Task directions: Find the word "mimetype" in the records and copy every line where it occurs.

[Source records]
=== Begin Enclosure ===

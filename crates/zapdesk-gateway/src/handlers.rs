// SPDX-FileCopyrightText: 2026 Zapdesk Contributors
// SPDX-License-Identifier: MIT OR Apache-2.0

//! HTTP request handlers.
//!
//! Webhook handlers answer 200 for anything short of a broken store so that
//! providers stop redelivering. Management handlers surface errors with a
//! real status code since an operator is waiting on them.

use std::collections::HashMap;
use std::str::FromStr;

use axum::{
    Json,
    body::Bytes,
    extract::{Path, Query, State},
    http::{HeaderMap, StatusCode},
    response::{IntoResponse, Response},
};
use serde::Serialize;
use tracing::{error, warn};

use zapdesk_core::{HealthStatus, PluginAdapter, Provider, ZapdeskError};
use zapdesk_engine::{InstanceRequest, ReconcileReport};
use zapdesk_whatsapp::{verify_signature, verify_subscription};

use crate::server::GatewayState;

/// Body of every webhook and error answer.
#[derive(Debug, Serialize)]
pub struct WebhookResponse {
    pub success: bool,
    #[serde(skip_serializing_if = "Option::is_none")]
    pub error: Option<String>,
}

impl WebhookResponse {
    fn ok() -> Self {
        Self {
            success: true,
            error: None,
        }
    }

    fn failed(error: impl Into<String>) -> Self {
        Self {
            success: false,
            error: Some(error.into()),
        }
    }
}

/// Response body for GET /health.
#[derive(Debug, Serialize)]
pub struct HealthResponse {
    pub status: String,
    pub version: String,
    pub uptime_secs: u64,
    pub storage: String,
}

#[derive(Debug, Serialize)]
pub struct ReconcileResponse {
    pub success: bool,
    #[serde(flatten)]
    pub report: ReconcileReport,
}

fn parse_provider(raw: &str) -> Result<Provider, Response> {
    Provider::from_str(raw).map_err(|_| {
        (
            StatusCode::NOT_FOUND,
            Json(WebhookResponse::failed(format!("unknown provider `{raw}`"))),
        )
            .into_response()
    })
}

/// Status code for a failed management call.
pub fn status_for(err: &ZapdeskError) -> StatusCode {
    match err {
        ZapdeskError::Config(_) | ZapdeskError::Payload { .. } => StatusCode::BAD_REQUEST,
        ZapdeskError::NotFound { .. } => StatusCode::NOT_FOUND,
        ZapdeskError::Unsupported { .. } => StatusCode::NOT_IMPLEMENTED,
        ZapdeskError::Provider { .. } | ZapdeskError::Timeout { .. } => StatusCode::BAD_GATEWAY,
        _ => StatusCode::INTERNAL_SERVER_ERROR,
    }
}

fn error_response(err: ZapdeskError) -> Response {
    let status = status_for(&err);
    if status.is_server_error() {
        error!(error = %err, "management request failed");
    } else {
        warn!(error = %err, "management request rejected");
    }
    (status, Json(WebhookResponse::failed(err.to_string()))).into_response()
}

/// POST /webhooks/{provider}
pub async fn receive_webhook(
    State(state): State<GatewayState>,
    Path(provider): Path<String>,
    headers: HeaderMap,
    body: Bytes,
) -> Response {
    let provider = match parse_provider(&provider) {
        Ok(p) => p,
        Err(resp) => return resp,
    };

    if provider == Provider::Meta
        && let Some(secret) = state.meta_app_secret.as_deref().filter(|s| !s.is_empty())
    {
        let signature = headers
            .get("x-hub-signature-256")
            .and_then(|v| v.to_str().ok());
        if !verify_signature(secret, &body, signature) {
            warn!("meta webhook signature mismatch");
            return (
                StatusCode::UNAUTHORIZED,
                Json(WebhookResponse::failed("invalid signature")),
            )
                .into_response();
        }
    }

    match state.engine.webhooks.process(provider, &body).await {
        Ok(report) if report.rejected => {
            (StatusCode::OK, Json(WebhookResponse::failed("unrecognized payload"))).into_response()
        }
        Ok(_) => (StatusCode::OK, Json(WebhookResponse::ok())).into_response(),
        Err(e) => (
            StatusCode::INTERNAL_SERVER_ERROR,
            Json(WebhookResponse::failed(e.to_string())),
        )
            .into_response(),
    }
}

/// GET /webhooks/{provider}
///
/// Only Meta uses this, for the `hub.challenge` subscription handshake.
pub async fn verify_webhook(
    State(state): State<GatewayState>,
    Path(provider): Path<String>,
    Query(params): Query<HashMap<String, String>>,
) -> Response {
    match parse_provider(&provider) {
        Ok(Provider::Meta) => {}
        Ok(_) => return StatusCode::METHOD_NOT_ALLOWED.into_response(),
        Err(resp) => return resp,
    }

    let expected = match state.engine.webhooks.meta_verify_token().await {
        Ok(Some(token)) => token,
        Ok(None) => {
            warn!("meta verification attempted but no verify token is configured");
            return StatusCode::FORBIDDEN.into_response();
        }
        Err(e) => {
            error!(error = %e, "could not load meta verify token");
            return StatusCode::INTERNAL_SERVER_ERROR.into_response();
        }
    };

    match verify_subscription(
        params.get("hub.mode").map(String::as_str),
        params.get("hub.verify_token").map(String::as_str),
        params.get("hub.challenge").map(String::as_str),
        &expected,
    ) {
        Some(challenge) => (StatusCode::OK, challenge.to_string()).into_response(),
        None => {
            warn!("meta verification token mismatch");
            StatusCode::FORBIDDEN.into_response()
        }
    }
}

/// POST /instances/{provider}
pub async fn instance_action(
    State(state): State<GatewayState>,
    Path(provider): Path<String>,
    Json(request): Json<InstanceRequest>,
) -> Response {
    let provider = match parse_provider(&provider) {
        Ok(p) => p,
        Err(resp) => return resp,
    };
    match state.engine.instances.execute(provider, request).await {
        Ok(response) => (StatusCode::OK, Json(response)).into_response(),
        Err(e) => error_response(e),
    }
}

/// POST /maintenance/merge-duplicate-contacts
pub async fn merge_duplicate_contacts(State(state): State<GatewayState>) -> Response {
    match state.engine.reconciler.run().await {
        Ok(report) => (
            StatusCode::OK,
            Json(ReconcileResponse {
                success: true,
                report,
            }),
        )
            .into_response(),
        Err(e) => error_response(e),
    }
}

/// GET /health
pub async fn get_health(State(state): State<GatewayState>) -> Response {
    let (code, storage) = match state.engine.store.health_check().await {
        Ok(HealthStatus::Healthy) => (StatusCode::OK, "healthy".to_string()),
        Ok(HealthStatus::Degraded(why)) => (StatusCode::OK, format!("degraded: {why}")),
        Ok(HealthStatus::Unhealthy(why)) => {
            (StatusCode::SERVICE_UNAVAILABLE, format!("unhealthy: {why}"))
        }
        Err(e) => (StatusCode::SERVICE_UNAVAILABLE, format!("unhealthy: {e}")),
    };
    let body = HealthResponse {
        status: if code == StatusCode::OK { "ok" } else { "unavailable" }.to_string(),
        version: env!("CARGO_PKG_VERSION").to_string(),
        uptime_secs: state.health.start_time.elapsed().as_secs(),
        storage,
    };
    (code, Json(body)).into_response()
}

/// GET /metrics
pub async fn get_metrics(State(state): State<GatewayState>) -> Response {
    match &state.health.prometheus_render {
        Some(render) => (
            StatusCode::OK,
            [("content-type", "text/plain; version=0.0.4")],
            render(),
        )
            .into_response(),
        None => StatusCode::NOT_FOUND.into_response(),
    }
}
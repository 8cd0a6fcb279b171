// SPDX-FileCopyrightText: 2026 Zapdesk Contributors
// SPDX-License-Identifier: MIT OR Apache-2.0

//! WPPConnect server webhooks.
//!
//! Unlike the other gateways, WPPConnect posts flat bodies: the event name,
//! the session, and the message fields all sit at the top level.

use serde::Deserialize;
use serde_json::Value;

use zapdesk_core::event::{
    DeliveryReceipt, Envelope, InboundEvent, InboundMessage, MediaRef, RouteKey,
};
use zapdesk_core::{ConnectionStatus, DeliveryStatus, MessageType, Provider, WebhookAdapter, ZapdeskError};

use super::{
    decode_body, lookup_status, message_type_from_hint, non_empty, qr_data_uri, timestamp_secs,
};

/// `status-find` values and session states.
pub const STATUS_TABLE: &[(&str, ConnectionStatus)] = &[
    ("isLogged", ConnectionStatus::Connected),
    ("inChat", ConnectionStatus::Connected),
    ("qrReadSuccess", ConnectionStatus::Connected),
    ("chatsAvailable", ConnectionStatus::Connected),
    ("successChat", ConnectionStatus::Connected),
    ("CONNECTED", ConnectionStatus::Connected),
    ("notLogged", ConnectionStatus::Connecting),
    ("QRCODE", ConnectionStatus::Connecting),
    ("INITIALIZING", ConnectionStatus::Connecting),
    ("STARTING", ConnectionStatus::Connecting),
    ("OPENING", ConnectionStatus::Connecting),
    ("browserClose", ConnectionStatus::Disconnected),
    ("qrReadFail", ConnectionStatus::Disconnected),
    ("autocloseCalled", ConnectionStatus::Disconnected),
    ("desconnectedMobile", ConnectionStatus::Disconnected),
    ("deleteToken", ConnectionStatus::Disconnected),
    ("serverClose", ConnectionStatus::Disconnected),
    ("CLOSED", ConnectionStatus::Disconnected),
    ("UNPAIRED", ConnectionStatus::Disconnected),
    ("CONFLICT", ConnectionStatus::Disconnected),
];

pub fn map_status(raw: &str) -> ConnectionStatus {
    lookup_status(STATUS_TABLE, raw)
}

/// WPPConnect acks share WhatsApp Web's numbering.
pub fn map_ack(ack: i64) -> Option<DeliveryStatus> {
    match ack {
        -1 => Some(DeliveryStatus::Failed),
        1 => Some(DeliveryStatus::Sent),
        2 => Some(DeliveryStatus::Delivered),
        3 | 4 => Some(DeliveryStatus::Read),
        _ => None,
    }
}

#[derive(Debug, Deserialize)]
#[serde(rename_all = "camelCase")]
struct Body {
    #[serde(default)]
    event: String,
    #[serde(default)]
    session: Option<String>,

    // status-find / onstatechange
    #[serde(default)]
    status: Option<String>,
    #[serde(default)]
    state: Option<String>,

    // qrcode
    #[serde(default)]
    qrcode: Option<String>,

    // messages and acks
    #[serde(default)]
    id: Value,
    #[serde(default)]
    from: Option<String>,
    #[serde(default)]
    to: Option<String>,
    #[serde(default)]
    from_me: bool,
    #[serde(default)]
    is_group_msg: bool,
    #[serde(default)]
    body: Option<String>,
    #[serde(default)]
    caption: Option<String>,
    #[serde(default, rename = "type")]
    kind: Option<String>,
    #[serde(default)]
    mimetype: Option<String>,
    #[serde(default)]
    filename: Option<String>,
    #[serde(default)]
    base64: Option<String>,
    #[serde(default, alias = "mediaUrl")]
    file_url: Option<String>,
    #[serde(default)]
    notify_name: Option<String>,
    #[serde(default)]
    sender: Option<Sender>,
    #[serde(default)]
    t: Value,
    #[serde(default)]
    ack: Option<i64>,
}

#[derive(Debug, Deserialize)]
struct Sender {
    #[serde(default)]
    pushname: Option<String>,
    #[serde(default)]
    name: Option<String>,
}

/// Message ids arrive as a plain string or as `{ "_serialized": "..." }`.
fn message_id(value: &Value) -> Option<String> {
    match value {
        Value::String(s) if !s.is_empty() => Some(s.clone()),
        Value::Object(map) => map
            .get("_serialized")
            .and_then(Value::as_str)
            .map(str::to_string),
        _ => None,
    }
}

/// Decoder for WPPConnect webhooks, routed by session name.
pub struct WppConnectWebhook;

impl WebhookAdapter for WppConnectWebhook {
    fn provider(&self) -> Provider {
        Provider::WppConnect
    }

    fn parse(&self, body: &[u8]) -> Result<Vec<Envelope>, ZapdeskError> {
        let body: Body = decode_body(body)?;
        let Some(session) = non_empty(body.session.clone()) else {
            return Ok(Vec::new());
        };

        let event = body.event.clone();
        let events = match event.as_str() {
            "status-find" | "onstatechange" | "session-status" => {
                match non_empty(body.status).or(non_empty(body.state)) {
                    Some(raw) => vec![InboundEvent::ConnectionStatusChanged {
                        status: map_status(&raw),
                        phone_number: None,
                    }],
                    None => Vec::new(),
                }
            }
            "qrcode" => non_empty(body.qrcode)
                .map(|qr| InboundEvent::QrCodeUpdated {
                    qr_code: qr_data_uri(&qr),
                })
                .into_iter()
                .collect(),
            "onmessage" | "onselfmessage" | "onanymessage" => convert_message(body)
                .map(InboundEvent::Message)
                .into_iter()
                .collect(),
            "onack" => match (message_id(&body.id), body.ack.and_then(map_ack)) {
                (Some(external_id), Some(status)) => {
                    vec![InboundEvent::DeliveryReceipt(DeliveryReceipt {
                        external_id,
                        status,
                        error: None,
                    })]
                }
                _ => Vec::new(),
            },
            _ => Vec::new(),
        };

        if events.is_empty() {
            return Ok(Vec::new());
        }
        Ok(vec![Envelope::new(RouteKey::SessionName(session), events)])
    }
}

fn convert_message(body: Body) -> Option<InboundMessage> {
    if body.is_group_msg {
        return None;
    }
    let remote_jid = match (body.from_me, non_empty(body.to)) {
        (true, Some(to)) => to,
        _ => non_empty(body.from)?,
    };

    let message_type = message_type_from_hint(body.kind.as_deref(), None);
    let (text, media) = if message_type == MessageType::Text {
        (body.body.unwrap_or_default(), None)
    } else {
        // For media, `body` holds a thumbnail rather than text.
        (
            body.caption.unwrap_or_default(),
            MediaRef::from_parts(body.base64, body.file_url, body.mimetype, body.filename),
        )
    };

    let push_name = non_empty(body.notify_name).or_else(|| {
        body.sender
            .and_then(|s| non_empty(s.pushname).or(non_empty(s.name)))
    });

    Some(InboundMessage {
        alt_phone: None,
        push_name,
        body: text,
        message_type,
        media,
        external_id: message_id(&body.id),
        timestamp: timestamp_secs(&body.t),
        from_me: body.from_me,
        remote_jid,
    })
}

=== End Enclosure ===

Answer to the problem:
    mimetype: Option<String>,
            MediaRef::from_parts(body.base64, body.file_url, body.mimetype, body.filename),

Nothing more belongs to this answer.